### Exercise objective
Once you find the line with "use crate::document::LineSource;" in the data that follows, repeat it and every line after it exactly, through the line with "#[derive(Debug, Clone, PartialEq, Eq, Error)]".

### Data for review
use crate::cancel::{Cancellation, NeverCancelled};
use crate::classify::{DataKind, LineClass, ScanHeader, classify_line, is_numeric_row};
use crate::config::{AbsorptionPolicy, ParserConfig};
use crate::document::LineSource;
use crate::ir::{FoldKind, FoldRegion, LineRange, LinkSpan, NodeKind, OutlineNode, ParseResult};
use crate::links::resolve_target;
use std::path::{Path, PathBuf};
use thiserror::Error;

#[derive(Debug, Clone, PartialEq, Eq, Error)]
pub enum ParseError {
    #[error("parse cancelled at line {line}")]
    Cancelled { line: usize },
}

/// Builds folding ranges, the session/prompt/scan outline and data file
/// links for a spec session log.
///
/// Every call to [`parse`](Self::parse) scans the whole document once from
/// top to bottom; the parser itself holds only configuration and can be
/// reused and shared between threads.
#[derive(Debug, Clone, Default)]
pub struct OutlineParser {
    config: ParserConfig,
    workspace_folder: Option<PathBuf>,
}

impl OutlineParser {
    pub fn new() -> Self {
        Self::default()
    }

    pub fn with_config(mut self, config: ParserConfig) -> Self {
        self.config = config;
        self
    }

    /// Folder that relative `file=` paths are resolved against.
    pub fn with_workspace_folder(mut self, folder: impl Into<PathBuf>) -> Self {
        self.workspace_folder = Some(folder.into());
        self
    }

    pub fn config(&self) -> &ParserConfig {
        &self.config
    }

    pub fn workspace_folder(&self) -> Option<&Path> {
        self.workspace_folder.as_deref()
    }

    /// Parses the whole document.
    pub fn parse<L: LineSource + ?Sized>(&self, doc: &L) -> ParseResult {
        // Cannot fail: the token never fires.
        self.parse_cancellable(doc, &NeverCancelled).unwrap_or_default()
    }

    /// Parses the whole document, polling `cancel` before every line.
    ///
    /// A cancelled parse yields [`ParseError::Cancelled`] and no partial
    /// result.
    pub fn parse_cancellable<L, C>(&self, doc: &L, cancel: &C) -> Result<ParseResult, ParseError>
    where
        L: LineSource + ?Sized,
        C: Cancellation + ?Sized,
    {
        let line_count = doc.line_count();
        if line_count == 0 {
            return Ok(ParseResult::default());
        }

        let mut state = OutlineState::new(&self.config, self.workspace_folder.as_deref());
        let mut index = 0;
        while index < line_count {
            if cancel.is_cancelled() {
                log::debug!("parse cancelled at line {} of {}", index, line_count);
                return Err(ParseError::Cancelled { line: index });
            }
            index = state.step(doc, index);
        }

        let result = state.finish(doc);
        log::trace!(
            "parsed {} lines: {} sessions, {} folds, {} links",
            line_count,
            result.document_symbols.len(),
            result.folding_ranges.len(),
            result.document_links.len()
        );
        Ok(result)
    }
}

struct SessionSlot {
    node: OutlineNode,
    /// Blank line in front of the banner; `None` for the synthetic
    /// `session #0`.
    start_line: Option<usize>,
}

#[derive(Clone, Copy)]
struct OpenPrompt {
    /// Index among the current session's children.
    child: usize,
    line: usize,
}

#[derive(Clone, Copy)]
struct Run {
    start: usize,
    kind: DataKind,
}

/// Scan state threaded through [`step`](OutlineState::step), one line at a
/// time. The current session is always the last one in `sessions`.
struct OutlineState<'a> {
    config: &'a ParserConfig,
    workspace_folder: Option<&'a Path>,
    sessions: Vec<SessionSlot>,
    prompt: Option<OpenPrompt>,
    run: Option<Run>,
    session_count: u32,
    folds: Vec<FoldRegion>,
    links: Vec<LinkSpan>,
}

impl<'a> OutlineState<'a> {
    fn new(config: &'a ParserConfig, workspace_folder: Option<&'a Path>) -> Self {
        Self {
            config,
            workspace_folder,
            sessions: Vec::new(),
            prompt: None,
            run: None,
            session_count: 0,
            folds: Vec::new(),
            links: Vec::new(),
        }
    }

    /// Consumes line `index` and returns the index of the next line to
    /// look at. Scan data blocks are consumed whole.
    fn step<L: LineSource + ?Sized>(&mut self, doc: &L, index: usize) -> usize {
        let text = doc.line_text(index);
        let previous_blank = index > 0 && doc.line(index - 1).is_empty_or_whitespace();

        match classify_line(text, previous_blank, self.config.absorption) {
            LineClass::DataRow(kind) => {
                self.absorb(index, kind);
                index + 1
            }
            LineClass::Prompt { id, text } => {
                self.close_run(index);
                self.open_prompt(doc, index, id, text);
                index + 1
            }
            LineClass::Welcome => {
                self.close_run(index);
                self.open_session(doc, index);
                index + 1
            }
            LineClass::ScanHeader(header) => {
                self.close_run(index);
                self.scan_header(doc, index, &header)
            }
            LineClass::Plain => {
                self.close_run(index);
                index + 1
            }
        }
    }

    fn finish<L: LineSource + ?Sized>(mut self, doc: &L) -> ParseResult {
        let line_count = doc.line_count();
        self.close_run(line_count);

        let last = line_count - 1;
        if let Some(prompt) = self.prompt.take() {
            self.close_prompt(doc, prompt, last);
        }
        self.close_session(doc, last);

        ParseResult {
            folding_ranges: self.folds,
            document_symbols: self.sessions.into_iter().map(|slot| slot.node).collect(),
            document_links: self.links,
        }
    }

    fn absorb(&mut self, index: usize, kind: DataKind) {
        match self.run {
            Some(run) if self.same_run(run.kind, kind) => {}
            Some(_) => {
                self.close_run(index);
                self.run = Some(Run { start: index, kind });
            }
            None => self.run = Some(Run { start: index, kind }),
        }
    }

    fn same_run(&self, current: DataKind, next: DataKind) -> bool {
        self.config.absorption != AbsorptionPolicy::Split || current == next
    }

    /// Ends the open data run; `end` is the first line that is not part of
    /// it. The fold stops one line short of the last row.
    fn close_run(&mut self, end: usize) {
        if let Some(run) = self.run.take() {
            if let Some(fold_end) = end.checked_sub(2) {
                self.push_fold(run.start, fold_end, FoldKind::Data);
            }
        }
    }

    fn open_prompt<L: LineSource + ?Sized>(&mut self, doc: &L, index: usize, id: String, text: String) {
        if let Some(prompt) = self.prompt.take() {
            self.close_prompt(doc, prompt, index - 1);
        }

        let current = self
            .sessions
            .last()
            .map(|slot| (slot.start_line, slot.node.children.is_empty()));
        match current {
            None => {
                // The banner is missing, e.g. the log was rotated while spec
                // was running.
                self.sessions.push(SessionSlot {
                    node: OutlineNode::new(NodeKind::Session, "session #0", "", LineRange::origin()),
                    start_line: None,
                });
            }
            // First prompt of the session: fold the banner text above it.
            Some((Some(start), true)) => self.push_fold(start + 1, index - 1, FoldKind::Banner),
            Some(_) => {}
        }

        let node = OutlineNode::new(NodeKind::Prompt, id, text, doc.line(index).range());
        if let Some(session) = self.sessions.last_mut() {
            self.prompt = Some(OpenPrompt {
                child: session.node.children.len(),
                line: index,
            });
            session.node.children.push(node);
        }
    }

    fn open_session<L: LineSource + ?Sized>(&mut self, doc: &L, index: usize) {
        // The blank separator line in front of the banner belongs to the new
        // session, so the previous blocks end two lines up.
        if let Some(last) = index.checked_sub(2) {
            if let Some(prompt) = self.prompt.take() {
                self.close_prompt(doc, prompt, last);
            }
            self.close_session(doc, last);
        }
        self.prompt = None;

        self.session_count += 1;
        let blank = index - 1;
        let anchor = LineRange::new(doc.line(blank).start(), doc.line(index).end());
        self.sessions.push(SessionSlot {
            node: OutlineNode::new(NodeKind::Session, format!("session #{}", self.session_count), "", anchor),
            start_line: Some(blank),
        });
    }

    fn scan_header<L: LineSource + ?Sized>(&mut self, doc: &L, index: usize, header: &ScanHeader) -> usize {
        if self.config.document_links {
            self.push_link(index, header);
        }

        let Some(prompt) = self.prompt.filter(|_| self.config.scan_blocks) else {
            return index + 1;
        };
        let line_count = doc.line_count();
        if index + 4 >= line_count
            || !doc.line(index + 2).is_empty_or_whitespace()
            || !doc.line_text(index + 3).trim_start().starts_with('#')
        {
            return index + 1;
        }

        let data_start = index + 4;
        let mut next = data_start;
        while next < line_count && is_numeric_row(doc.line_text(next)) {
            next += 1;
        }
        // Without any rows the block ends on the `#` line.
        let last = next - 1;
        self.push_fold(data_start, last - 1, FoldKind::Scan);

        let anchor = doc.line(index).range();
        let mut node = OutlineNode::new(
            NodeKind::Scan,
            format!("Scan {}", header.number),
            doc.line_text(index + 1),
            anchor,
        );
        node.range.end = doc.line(last).end();
        if let Some(session) = self.sessions.last_mut() {
            session.node.children[prompt.child].children.push(node);
        }
        next
    }

    fn push_link(&mut self, index: usize, header: &ScanHeader) {
        let Some(file) = &header.file else {
            return;
        };
        match resolve_target(&file.path, self.workspace_folder) {
            Some(target) => self.links.push(LinkSpan {
                line: index as u32,
                start_column: file.start,
                end_column: file.end,
                target,
            }),
            None => log::trace!("no workspace folder to resolve {:?} on line {}", file.path, index),
        }
    }

    fn close_prompt<L: LineSource + ?Sized>(&mut self, doc: &L, prompt: OpenPrompt, last: usize) {
        let end = doc.line(last.max(prompt.line)).end();
        if let Some(session) = self.sessions.last_mut() {
            session.node.children[prompt.child].range.end = end;
        }
        self.push_fold(prompt.line, last, FoldKind::Prompt);
    }

    fn close_session<L: LineSource + ?Sized>(&mut self, doc: &L, last: usize) {
        let Some(session) = self.sessions.last_mut() else {
            return;
        };
        let start_line = session.start_line;
        session.node.range.end = doc.line(last.max(start_line.unwrap_or(0))).end();
        if let Some(start) = start_line {
            self.push_fold(start, last, FoldKind::Session);
        }
    }

    /// Single place where folds are emitted: a region must hide at least one
    /// line between its boundary lines.
    fn push_fold(&mut self, start: usize, end: usize, kind: FoldKind) {
        if end > start + 1 {
            self.folds.push(FoldRegion {
                start_line: start as u32,
                end_line: end as u32,
                kind,
            });
        }
    }
}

### Exercise solution
use crate::document::LineSource;
use crate::ir::{FoldKind, FoldRegion, LineRange, LinkSpan, NodeKind, OutlineNode, ParseResult};
use crate::links::resolve_target;
use std::path::{Path, PathBuf};
use thiserror::Error;

#[derive(Debug, Clone, PartialEq, Eq, Error)]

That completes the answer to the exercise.